He was born in 1975 to Muslim Indian parents, and emigrated with them from Bombay to Chicago when he was an infant.  Patel grew up with friends of different religious backgrounds.  

By the time he was 13 he was asking himself, "What does it mean to be a Muslim, when your friends are a Hindu, a Jew, a Nigerian evangelical, a Mormon, a Lutheran, a Catholic?"

As he became more serious about his religion, Islam, and as his friends became more serious about their religions, Patel says they started to have a conversation about faith "in a higher-level way."

Conversation about faith

Patel recounts that experience in his 2007 memoir, "Acts of Faith: The Story of an American Muslim, the Struggle for the Soul of a Generation."

His idea for an Interfaith Youth Core, inspired by other service organizations like the Peace Corps, began to develop at Oxford University in England, where, as a Rhodes Scholar, Patel received a doctorate in the sociology of religion.  

"The basic idea of the Interfaith Youth Core is young people from different religions should be volunteering together, cleaning rivers, tutoring children, building houses.  And they should use that as an entre into having a conversation about how their different religions inspire them to serve others," Patel says.  

The Core's first projects were conducted outside of the United States. Patel learned the methodology and theory of interfaith work by practicing it in South Africa and Kenya and Sri Lanka and India.  He studied the Sarvodaya Shramadana movement in Sri Lanka, learned about Ubuntu from African traditionalists in South Africa, and helped run an interfaith service learning project with Habitat for Humanity in Hyderabad, India.

President Barack Obama appointed Eboo Patel to the White House Advisory Council on Faith-based and Neighborhood Partnerships.

A permanent home

In 2002, he returned to Chicago, and with a grant from the Ford Foundation, established a permanent home base for the Interfaith Youth Core.  

He reminds people that core is spelled as it is, "because we in Chicago see ourselves as simply the core of a growing global movement."

In 2006, the Interfaith Youth Core, which has worked with refugees and the homeless in Chicago, did go global, participating in an exchange with young interfaith leaders in Jordan. Since then, IFYC members and alumni have traveled to Indonesia, Kazakhstan, Mongolia, the Philippines, and elsewhere to share their experiences.  They have also conducted training workshops in the United Kingdom, Qatar, throughout Europe, and in India.

"People are realizing that this issue of interfaith cooperation, it matters in a huge way," Patel says.

Among those realize that is President Barack Obama, who appointed Patel to the White House Advisory Council on Faith-based and Neighborhood Partnerships.

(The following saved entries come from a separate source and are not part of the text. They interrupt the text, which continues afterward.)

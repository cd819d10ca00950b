//! Network requests observed on a tab

use serde::{Deserialize, Serialize};

use super::TabId;

/// A request event as reported by the host's request interception
#[derive(Debug, Clone, PartialEq, Serialize, Deserialize)]
pub struct ObservedRequest {
    pub url: String,
    pub tab_id: TabId,
    /// Milliseconds since the epoch
    pub time_stamp: f64,

    /// URL of the document that issued the request, when the host knows it
    #[serde(default, skip_serializing_if = "Option::is_none")]
    pub document_url: Option<String>,

    #[serde(default, skip_serializing_if = "Option::is_none")]
    pub resource_type: Option<ResourceType>,
}

/// A zoomable image request kept in the per-tab cache
#[derive(Debug, Clone, PartialEq, Serialize, Deserialize)]
pub struct TrackedRequest {
    pub url: String,
    pub tab_id: TabId,
    pub time_stamp: f64,
}

/// Resource types worth intercepting. Stylesheets, fonts and media never
/// point at a tile server descriptor.
#[derive(Debug, Clone, Copy, PartialEq, Eq, Hash, Serialize, Deserialize)]
#[serde(rename_all = "snake_case")]
pub enum ResourceType {
    MainFrame,
    Image,
    Object,
    ObjectSubrequest,
    SubFrame,
    Xmlhttprequest,
    Script,
    Other,
}

impl ResourceType {
    pub const ALL: [ResourceType; 8] = [
        ResourceType::MainFrame,
        ResourceType::Image,
        ResourceType::Object,
        ResourceType::ObjectSubrequest,
        ResourceType::SubFrame,
        ResourceType::Xmlhttprequest,
        ResourceType::Script,
        ResourceType::Other,
    ];

    pub fn as_str(&self) -> &'static str {
        match self {
            ResourceType::MainFrame => "main_frame",
            ResourceType::Image => "image",
            ResourceType::Object => "object",
            ResourceType::ObjectSubrequest => "object_subrequest",
            ResourceType::SubFrame => "sub_frame",
            ResourceType::Xmlhttprequest => "xmlhttprequest",
            ResourceType::Script => "script",
            ResourceType::Other => "other",
        }
    }

    /// Parse a host resource type name; types outside the filter give `None`
    pub fn from_name(name: &str) -> Option<Self> {
        Self::ALL.iter().copied().find(|t| t.as_str() == name)
    }
}

impl ObservedRequest {
    pub fn new(tab_id: TabId, url: impl Into<String>, time_stamp: f64) -> Self {
        Self {
            url: url.into(),
            tab_id,
            time_stamp,
            document_url: None,
            resource_type: None,
        }
    }

    pub fn with_document_url(mut self, document_url: impl Into<String>) -> Self {
        self.document_url = Some(document_url.into());
        self
    }

    pub fn with_resource_type(mut self, resource_type: ResourceType) -> Self {
        self.resource_type = Some(resource_type);
        self
    }
}

impl std::fmt::Display for ResourceType {
    fn fmt(&self, f: &mut std::fmt::Formatter<'_>) -> std::fmt::Result {
        f.write_str(self.as_str())
    }
}

#[cfg(test)]
mod tests {
    use super::*;

    #[test]
    fn test_resource_type_names() {
        assert_eq!(ResourceType::from_name("xmlhttprequest"), Some(ResourceType::Xmlhttprequest));
        assert_eq!(ResourceType::from_name("main_frame"), Some(ResourceType::MainFrame));
        assert_eq!(ResourceType::from_name("stylesheet"), None);
    }

    #[test]
    fn test_resource_type_serde() {
        let json = serde_json::to_string(&ResourceType::ObjectSubrequest).unwrap();
        assert_eq!(json, "\"object_subrequest\"");
    }
}
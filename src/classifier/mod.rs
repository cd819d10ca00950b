//! Recognition of zoomable image requests
//!
//! A request URL is first normalized through [`rewrite`] (a tile URL becomes
//! the descriptor URL of its image), then tested against the metadata
//! endpoint table in [`patterns`].

pub mod patterns;
pub mod rewrite;

pub use patterns::{match_metadata, TileFormat, IIIF_IMAGE_PATH, METADATA_TABLE};
pub use rewrite::{normalize, REWRITE_TABLE};

use crate::config::DEZOOMIFY_URL;

/// Outcome of classifying one request URL
#[derive(Debug, Clone, PartialEq, Eq)]
pub struct Classification {
    pub normalized: String,
    pub format: Option<TileFormat>,
}

impl Classification {
    pub fn is_match(&self) -> bool {
        self.format.is_some()
    }
}

#[derive(Debug, Clone)]
pub struct UrlClassifier {
    viewer_url: String,
}

impl UrlClassifier {
    /// `viewer_url` is the prefix of our own viewer links, which must never match
    pub fn new(viewer_url: impl Into<String>) -> Self {
        Self {
            viewer_url: viewer_url.into(),
        }
    }

    pub fn classify(&self, url: &str) -> Classification {
        let normalized = normalize(url);
        let format = if normalized.starts_with(&self.viewer_url) {
            None
        } else {
            match_metadata(&normalized)
        };
        Classification { normalized, format }
    }

    /// Normalized URL of a zoomable image, if `url` belongs to one
    pub fn zoomable_url(&self, url: &str) -> Option<String> {
        let classification = self.classify(url);
        classification.is_match().then_some(classification.normalized)
    }
}

impl Default for UrlClassifier {
    fn default() -> Self {
        Self::new(DEZOOMIFY_URL)
    }
}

And the president is not alone.  

Patel was named one of America's Best Leaders of 2009 by the weekly news magazine "U.S. News and World Report." That year he was also chosen as one of five "future policy leaders to watch" by Harvard's Kennedy School review, and was honored with the Roosevelt Institute's Freedom of Worship Medal.

Religious totalitarians vs. pluralists

Patel believes that the most divisive issue of the 21st century will be religion, or as he puts it, "the faith line."

"But the faith line doesn't divide Christians and Muslims, Jews and Buddhists.  The faith line divides religious totalitarians and religious pluralists."

Patel defines religious totalitarians as those who condemn every religion other than their own. At their most extreme, religious totalitarians, like the suicide bombers of today, will kill anyone who doesn't share their beliefs.

On the other side, Patel says, are the religious pluralists. "The religious pluralist says, 'I deeply believe in my religious tradition, but I understand that your way of believing and belonging is right for you," he explains. "I want to cultivate a sense of understanding and cooperation. I want to figure out how you and I, Christian and Muslim, Jew and Buddhist, Baha'i and Hindu, how we can collectively serve the common good.'"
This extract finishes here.